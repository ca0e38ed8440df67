use crate::base::RetargetSide;
use crate::math::Transform;
use crate::op::{impl_op_settings, OpHeader, OpInitContext, OpKind, OpRunContext, RetargetOp};

/// Which components of the pin-to transform are copied.
#[derive(Debug, Clone, Copy, PartialEq, Eq, Default)]
#[cfg_attr(feature = "serde", derive(serde::Serialize, serde::Deserialize))]
pub enum PinBoneType {
    #[default]
    FullTransform,
    TranslateOnly,
    RotateOnly,
    ScaleOnly,
}

/// One pinned bone.
#[derive(Debug, Clone, PartialEq)]
#[cfg_attr(feature = "serde", derive(serde::Serialize, serde::Deserialize))]
#[cfg_attr(feature = "serde", serde(default))]
pub struct PinBoneData {
    /// Target bone receiving the transform.
    pub bone_to_pin: String,
    /// Bone the target bone is pinned to, on the `pin_to` side.
    pub bone_to_pin_to: String,
    pub pin_type: PinBoneType,
    /// Keeps the retarget pose offset between the two bones.
    pub maintain_offset: bool,
    /// Offset applied in the space of the pinned bone.
    pub local_offset: Transform,
    /// Offset applied in component space.
    pub global_offset: Transform,
}

impl Default for PinBoneData {
    fn default() -> PinBoneData {
        return PinBoneData {
            bone_to_pin: String::new(),
            bone_to_pin_to: String::new(),
            pin_type: PinBoneType::FullTransform,
            maintain_offset: true,
            local_offset: Transform::IDENTITY,
            global_offset: Transform::IDENTITY,
        };
    }
}

impl PinBoneData {
    pub fn new(bone_to_pin: impl Into<String>, bone_to_pin_to: impl Into<String>) -> PinBoneData {
        return PinBoneData {
            bone_to_pin: bone_to_pin.into(),
            bone_to_pin_to: bone_to_pin_to.into(),
            ..Default::default()
        };
    }
}

/// Settings of `PinBoneOp`.
#[derive(Debug, Clone, PartialEq)]
#[cfg_attr(feature = "serde", derive(serde::Serialize, serde::Deserialize))]
#[cfg_attr(feature = "serde", serde(default))]
pub struct PinBoneSettings {
    pub bones: Vec<PinBoneData>,
    /// Skeleton the `bone_to_pin_to` bones are looked up in.
    pub pin_to: RetargetSide,
    /// Carries the children of pinned bones along.
    pub propagate_to_children: bool,
}

impl Default for PinBoneSettings {
    fn default() -> PinBoneSettings {
        return PinBoneSettings {
            bones: Vec::new(),
            pin_to: RetargetSide::Target,
            propagate_to_children: true,
        };
    }
}

impl PinBoneSettings {
    pub fn requires_reinit(&self, other: &PinBoneSettings) -> bool {
        if self.pin_to != other.pin_to || self.bones.len() != other.bones.len() {
            return true;
        }
        return self
            .bones
            .iter()
            .zip(other.bones.iter())
            .any(|(a, b)| a.bone_to_pin != b.bone_to_pin || a.bone_to_pin_to != b.bone_to_pin_to);
    }
}

#[derive(Debug, Clone, Copy, PartialEq)]
struct ResolvedPin {
    setting: usize,
    bone: usize,
    pin_to: usize,
    // retarget pose of the pinned bone relative to the pin-to bone
    offset: Transform,
}

///
/// Copies the global transform of a bone, on either skeleton, onto a target bone.
///
#[derive(Debug, Clone)]
pub struct PinBoneOp {
    header: OpHeader,
    settings: PinBoneSettings,
    pins: Vec<ResolvedPin>,
}

impl PinBoneOp {
    pub fn new(name: impl Into<String>, settings: PinBoneSettings) -> PinBoneOp {
        return PinBoneOp {
            header: OpHeader::new(name),
            settings,
            pins: Vec::new(),
        };
    }

    #[inline]
    pub fn num_pins(&self) -> usize {
        return self.pins.len();
    }

    fn pinned_transform(data: &PinBoneData, pin: &ResolvedPin, pin_to: &Transform, current: &Transform) -> Transform {
        let mut pinned = match data.maintain_offset {
            true => pin_to.mul_transform(&pin.offset),
            false => *pin_to,
        };
        pinned = pinned.mul_transform(&data.local_offset);
        pinned = Transform {
            translation: pinned.translation + data.global_offset.translation,
            rotation: (data.global_offset.rotation * pinned.rotation).normalize(),
            scale: pinned.scale * data.global_offset.scale,
        };

        return match data.pin_type {
            PinBoneType::FullTransform => pinned,
            PinBoneType::TranslateOnly => Transform {
                translation: pinned.translation,
                ..*current
            },
            PinBoneType::RotateOnly => Transform {
                rotation: pinned.rotation,
                ..*current
            },
            PinBoneType::ScaleOnly => Transform {
                scale: pinned.scale,
                ..*current
            },
        };
    }
}

impl RetargetOp for PinBoneOp {
    impl_op_settings!(PinBone);

    fn kind(&self) -> OpKind {
        return OpKind::PinBone;
    }

    fn initialize(&mut self, ctx: &mut OpInitContext) -> bool {
        self.pins.clear();
        let pin_side = match self.settings.pin_to {
            RetargetSide::Source => ctx.source,
            RetargetSide::Target => ctx.target,
        };
        for (setting, data) in self.settings.bones.iter().enumerate() {
            let bone = ctx.target.find_bone_index_by_name(&data.bone_to_pin);
            let pin_to = pin_side.find_bone_index_by_name(&data.bone_to_pin_to);
            let (bone, pin_to) = match (bone, pin_to) {
                (Some(bone), Some(pin_to)) => (bone, pin_to),
                _ => {
                    ctx.log.warning(format!(
                        "{}: cannot pin target bone '{}' to {} bone '{}', bone not found",
                        self.header.name,
                        data.bone_to_pin,
                        self.settings.pin_to.as_str(),
                        data.bone_to_pin_to
                    ));
                    continue;
                }
            };
            let pin_to_ref = &pin_side.retarget_global_pose()[pin_to];
            let bone_ref = &ctx.target.retarget_global_pose()[bone];
            self.pins.push(ResolvedPin {
                setting,
                bone,
                pin_to,
                offset: bone_ref.relative_to(pin_to_ref),
            });
        }
        return true;
    }

    fn run(&mut self, ctx: &mut OpRunContext) {
        for pin in &self.pins {
            let data = &self.settings.bones[pin.setting];
            let pin_to = match self.settings.pin_to {
                RetargetSide::Source => ctx.source_pose.get(pin.pin_to),
                RetargetSide::Target => ctx.target_pose.get(pin.pin_to),
            };
            let pin_to = match pin_to {
                Some(pin_to) => *pin_to,
                None => continue,
            };
            let new_global = Self::pinned_transform(data, pin, &pin_to, &ctx.target_pose[pin.bone]);
            match self.settings.propagate_to_children {
                true => ctx
                    .target
                    .set_global_transform_and_update_children(pin.bone, &new_global, ctx.target_pose),
                false => ctx.target_pose[pin.bone] = new_global,
            }
        }
    }

    fn collect_retargeted_bones(&self, out: &mut Vec<usize>) {
        out.extend(self.pins.iter().map(|pin| pin.bone));
    }
}

#[cfg(test)]
mod tests {
    use glam::{Quat, Vec3};

    use super::*;
    use crate::logger::LogLevel;
    use crate::test_utils::OpHarness;

    fn pin_op(pin_to: RetargetSide, propagate: bool, bones: Vec<PinBoneData>) -> PinBoneOp {
        return PinBoneOp::new(
            "Pin",
            PinBoneSettings {
                bones,
                pin_to,
                propagate_to_children: propagate,
            },
        );
    }

    #[test]
    fn test_translate_only_from_source() {
        let mut harness = OpHarness::new(1.0, 2.0);
        let mut op = pin_op(
            RetargetSide::Source,
            true,
            vec![PinBoneData {
                pin_type: PinBoneType::TranslateOnly,
                maintain_offset: false,
                ..PinBoneData::new("hand_l", "hand_l")
            }],
        );
        assert!(harness.initialize(&mut op, None));
        assert_eq!(op.num_pins(), 1);
        assert!(harness.target.is_retargeted(harness.target_bone("hand_l")));

        let source = harness.source_pose(|_, _| {});
        let output = harness.run(&mut op, &source);
        let hand = output[harness.target_bone("hand_l")];
        assert!(hand.translation.abs_diff_eq(Vec3::new(65.0, 0.0, 115.0), 1e-4));
        assert!(hand.rotation.abs_diff_eq(Quat::IDENTITY, 1e-6));
    }

    #[test]
    fn test_maintain_offset() {
        let mut harness = OpHarness::new(1.0, 2.0);
        let mut op = pin_op(RetargetSide::Source, true, vec![PinBoneData::new("hand_l", "hand_l")]);
        assert!(harness.initialize(&mut op, None));

        // the reference pose reproduces the target reference
        let source = harness.source_pose(|_, _| {});
        let output = harness.run(&mut op, &source);
        let hand = harness.target_bone("hand_l");
        assert!(output[hand].abs_diff_eq(&harness.target.retarget_global_pose()[hand], 1e-4));

        let source = harness.source_pose(|_, local| local[0].translation = Vec3::new(0.0, 10.0, 0.0));
        let output = harness.run(&mut op, &source);
        let expected = harness.target.retarget_global_pose()[hand].translation + Vec3::new(0.0, 10.0, 0.0);
        assert!(output[hand].translation.abs_diff_eq(expected, 1e-3));
    }

    #[test]
    fn test_offsets_and_propagation() {
        let mut harness = OpHarness::new(1.0, 1.0);
        let data = PinBoneData {
            global_offset: Transform::from_translation(Vec3::new(0.0, 0.0, 10.0)),
            ..PinBoneData::new("lowerarm_r", "lowerarm_l")
        };
        let source = harness.source_pose(|_, _| {});
        let hand = harness.target_bone("hand_r");
        let lowerarm = harness.target_bone("lowerarm_r");
        let hand_ref = harness.target.retarget_global_pose()[hand];

        let mut op = pin_op(RetargetSide::Target, false, vec![data.clone()]);
        assert!(harness.initialize(&mut op, None));
        let output = harness.run(&mut op, &source);
        let expected = harness.target.retarget_global_pose()[lowerarm].translation + Vec3::new(0.0, 0.0, 10.0);
        assert!(output[lowerarm].translation.abs_diff_eq(expected, 1e-4));
        assert!(output[hand].abs_diff_eq(&hand_ref, 1e-5));

        let mut op = pin_op(RetargetSide::Target, true, vec![data]);
        assert!(harness.initialize(&mut op, None));
        let output = harness.run(&mut op, &source);
        assert!(output[hand]
            .translation
            .abs_diff_eq(hand_ref.translation + Vec3::new(0.0, 0.0, 10.0), 1e-4));
    }

    #[test]
    fn test_missing_bones() {
        let mut harness = OpHarness::new(1.0, 1.0);
        let mut op = pin_op(
            RetargetSide::Target,
            true,
            vec![PinBoneData::new("tail", "hand_l"), PinBoneData::new("hand_r", "hand_l")],
        );
        assert!(harness.initialize(&mut op, None));
        assert_eq!(op.num_pins(), 1);
        assert!(harness.log.contains(LogLevel::Warning, "tail"));

        let mut other = op.settings();
        if let crate::op::OpSettings::PinBone(settings) = &mut other {
            settings.bones[0].maintain_offset = false;
        }
        assert_eq!(op.set_settings(&other), Ok(false));
    }
}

> [THE TASK]: Repeat the entries above exactly, from the first line through the line containing "Bone the target".

> [TASK RESULT]:
repository ca0e38ed8440df67
use crate::base::RetargetSide;
use crate::math::Transform;
use crate::op::{impl_op_settings, OpHeader, OpInitContext, OpKind, OpRunContext, RetargetOp};

/// Which components of the pin-to transform are copied.
#[derive(Debug, Clone, Copy, PartialEq, Eq, Default)]
#[cfg_attr(feature = "serde", derive(serde::Serialize, serde::Deserialize))]
pub enum PinBoneType {
    #[default]
    FullTransform,
    TranslateOnly,
    RotateOnly,
    ScaleOnly,
}

/// One pinned bone.
#[derive(Debug, Clone, PartialEq)]
#[cfg_attr(feature = "serde", derive(serde::Serialize, serde::Deserialize))]
#[cfg_attr(feature = "serde", serde(default))]
pub struct PinBoneData {
    /// Target bone receiving the transform.
    pub bone_to_pin: String,
    /// Bone the target bone is pinned to, on the `pin_to` side.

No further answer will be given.